GPB and Gentile with assistance from Jeffrey Lash, a former GPB managing partner, are also accused of manipulating the financial statements of certain limited partnership funds to “perpetuate the deception by giving the false appearance that the funds’ income was closer to generating sufficient income to cover the distribution payments than it actually was.”

According to the complaint, the defendants along with Ascendant Alternative Strategies, which marketed GPB Capital’s investments, told investors that the distribution payments were paid exclusively with funds generated by GPB Capital’s portfolio companies. However, the SEC claims that GPB Capital bore the marks of a Ponzi scheme by using investor money to pay portions of the distribution payments.

GPB and Ascendant are also accused of making misrepresentations to investors about millions of dollars in fees and other compensation received by Gentile and Schneider.

GPB, founded by Gentile in 2013, served as the general partner of several investment funds, including GPB Holdings LP, GPB Holdings II LP, GPB Automotive Portfolio LP, GPB Waste Management LP, and GPB Cold Storage, LP. GPB managed the funds, which raised and invested capital in a portfolio of private equity investments. From 2013 through early 2018, Lash was responsible for overseeing the GPB funds’ investments in car dealerships.

The SEC claims that the “Ponzi-like” scheme continued for more than four years in part because GPB kept investors in the dark about the limited partnership funds’ true financial condition, failing to deliver audited financial statements and register two of its funds with the SEC.
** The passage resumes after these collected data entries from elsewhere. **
//! Mind-map panel: feeds `#mindmap-code` into a diagram renderer and keeps the
//! zoom transform of `#mermaid-container` in sync.

use crate::fragments::{FragmentError, parse_fragment};
use crate::page::{Page, ids};
use async_trait::async_trait;
use kuchiki::NodeRef;
use std::time::Duration;
use thiserror::Error;
use tracing::{debug, info};

const ZOOM_STEP: f64 = 0.1;
const MIN_SCALE: f64 = 0.5;

#[derive(Debug, Error)]
pub enum DiagramError {
    #[error("page has no #{0} element")]
    MissingElement(&'static str),
    #[error(transparent)]
    Fragment(#[from] FragmentError),
    #[error("diagram render failed: {0}")]
    Render(String),
}

/// Diagramming library hook, called after the source has been placed.
#[async_trait]
pub trait DiagramRenderer: Send + Sync {
    async fn render(&self, source: &str) -> Result<(), DiagramError>;
}

/// Renderer that only records the diagram in the log.
#[derive(Clone, Default)]
pub struct LoggingDiagramRenderer;

#[async_trait]
impl DiagramRenderer for LoggingDiagramRenderer {
    async fn render(&self, source: &str) -> Result<(), DiagramError> {
        info!(lines = source.lines().count(), "mind-map rendered");
        Ok(())
    }
}

#[derive(Debug, Clone, PartialEq)]
pub struct MindmapPanel {
    scale: f64,
}

impl Default for MindmapPanel {
    fn default() -> Self {
        Self { scale: 1.0 }
    }
}

impl MindmapPanel {
    pub fn scale(&self) -> f64 {
        self.scale
    }

    pub fn zoom_in(&mut self, page: &Page) -> f64 {
        self.set_scale(page, self.scale + ZOOM_STEP)
    }

    pub fn zoom_out(&mut self, page: &Page) -> f64 {
        self.set_scale(page, (self.scale - ZOOM_STEP).max(MIN_SCALE))
    }

    pub fn reset(&mut self, page: &Page) -> f64 {
        self.set_scale(page, 1.0)
    }

    fn set_scale(&mut self, page: &Page, scale: f64) -> f64 {
        self.scale = (scale * 10.0).round() / 10.0;
        page.set_style(
            ids::MERMAID_CONTAINER,
            "transform",
            &format!("scale({})", self.scale),
        );
        self.scale
    }

    /// Copy the mind-map source into the container as a `pre.mermaid` block
    /// and hand it to the renderer.
    pub async fn render(
        &self,
        page: &Page,
        renderer: &dyn DiagramRenderer,
    ) -> Result<(), DiagramError> {
        let source = page
            .value_of(ids::MINDMAP_CODE)
            .ok_or(DiagramError::MissingElement(ids::MINDMAP_CODE))?;
        let container = page
            .element(ids::MERMAID_CONTAINER)
            .ok_or(DiagramError::MissingElement(ids::MERMAID_CONTAINER))?;

        let wrapper = parse_fragment(r#"<pre class="mermaid"></pre>"#)?;
        if let Some(pre) = wrapper.first_child() {
            pre.append(NodeRef::new_text(source.as_str()));
        }
        crate::page::replace_children(container.as_node(), &wrapper);
        debug!(bytes = source.len(), "mind-map source placed");

        renderer.render(&source).await
    }

    /// Show the container after `delay` and render once.
    pub async fn mount(
        &self,
        page: &Page,
        renderer: &dyn DiagramRenderer,
        delay: Duration,
    ) -> Result<(), DiagramError> {
        tokio::time::sleep(delay).await;
        page.show(ids::MERMAID_CONTAINER);
        self.render(page, renderer).await
    }
}

#[cfg(test)]
mod tests {
    use super::*;
    use std::sync::Mutex;
    use url::Url;

    #[derive(Default)]
    struct CapturingRenderer(Mutex<Vec<String>>);

    #[async_trait]
    impl DiagramRenderer for CapturingRenderer {
        async fn render(&self, source: &str) -> Result<(), DiagramError> {
            self.0.lock().unwrap().push(source.to_string());
            Ok(())
        }
    }

    fn page() -> Page {
        Page::parse(
            r#"<html><body>
                <textarea id="mindmap-code">mindmap
  root((CDP))
    <b>Profiles</b></textarea>
                <div id="mermaid-container" style="display: none"><p>old</p></div>
            </body></html>"#,
            Url::parse("https://bot.example.com/mindmap").unwrap(),
        )
    }

    #[test]
    fn zoom_out_clamps_at_half() {
        let page = page();
        let mut panel = MindmapPanel::default();
        for _ in 0..4 {
            panel.zoom_out(&page);
        }
        assert_eq!(panel.scale(), 0.6);
        assert_eq!(panel.zoom_out(&page), 0.5);
        assert_eq!(panel.zoom_out(&page), 0.5);
        assert_eq!(
            page.style_of(ids::MERMAID_CONTAINER, "transform").as_deref(),
            Some("scale(0.5)")
        );
    }

    #[test]
    fn zoom_in_and_reset() {
        let page = page();
        let mut panel = MindmapPanel::default();
        panel.zoom_in(&page);
        assert_eq!(panel.zoom_in(&page), 1.2);
        assert_eq!(panel.reset(&page), 1.0);
        assert_eq!(
            page.style_of(ids::MERMAID_CONTAINER, "transform").as_deref(),
            Some("scale(1)")
        );
    }

    #[tokio::test]
    async fn render_places_source_as_text() {
        let page = page();
        let renderer = CapturingRenderer::default();
        MindmapPanel::default()
            .mount(&page, &renderer, Duration::ZERO)
            .await
            .unwrap();

        let rendered = renderer.0.lock().unwrap().clone();
        assert_eq!(rendered.len(), 1);
        assert!(rendered[0].starts_with("mindmap"));

        let html = page.to_html();
        assert!(html.contains(r#"<pre class="mermaid">"#));
        assert!(html.contains("&lt;b&gt;Profiles&lt;/b&gt;"));
        assert!(!html.contains("<p>old</p>"));
        assert!(!page.is_hidden(ids::MERMAID_CONTAINER));
    }

    #[tokio::test]
    async fn render_without_source_fails() {
        let page = Page::parse(
            "<html><body></body></html>",
            Url::parse("https://bot.example.com/").unwrap(),
        );
        let err = MindmapPanel::default()
            .render(&page, &LoggingDiagramRenderer)
            .await
            .unwrap_err();
        assert!(matches!(err, DiagramError::MissingElement("mindmap-code")));
    }
}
In the years leading up to the SEC charges, the firm missed multiple deadlines for its audited financial reports following the resignation of its auditor, and later, its audit committee.

GPB Capital also allegedly violated the whistleblower provisions of the securities laws by including language in termination and separation agreements that impeded individuals from coming forward to the SEC, and by retaliating against a known whistleblower.

Specifically, a transition agreement and general release from January 2017 between a senior GPB employee and GPB contained confidentiality provisions that stated, “You shall not, without the prior written consent of [GPB Capital] or as required by law, use or disclose or enable anyone else to use or disclose any confidential information of [GPB Capital].” The SEC claims that prior to entering into this agreement, the employee had raised concerns internally about GPB’s use of investor funds to make distribution payments to investors.

In another separation agreement, a former senior employee was told to “immediately notify GPB” if they were contacted by any regulatory agency or authority, including, the SEC or FINRA.

The SEC’s complaint, filed in federal court for the Eastern District of New York, charges Gentile, Schneider, GPB Capital, Ascendant Alternative Strategies, and Ascendant Capital with violating the antifraud provisions of various federal securities laws. Lash was charged with aiding and abetting certain of those violations.

The SEC seeks disgorgement of ill-gotten gains plus prejudgment interest and penalties.

Yesterday, the Justice Department unsealed an indictment charging Gentile, Schneider, and Lash with securities fraud, wire fraud and conspiracy. If convicted of the federal charges, the defendants each face up to 20 years’ imprisonment.

Separate actions against GPB and the defendants are reportedly being taken up by Alabama, Illinois, South Carolina, Georgia, Missouri, and New Jersey.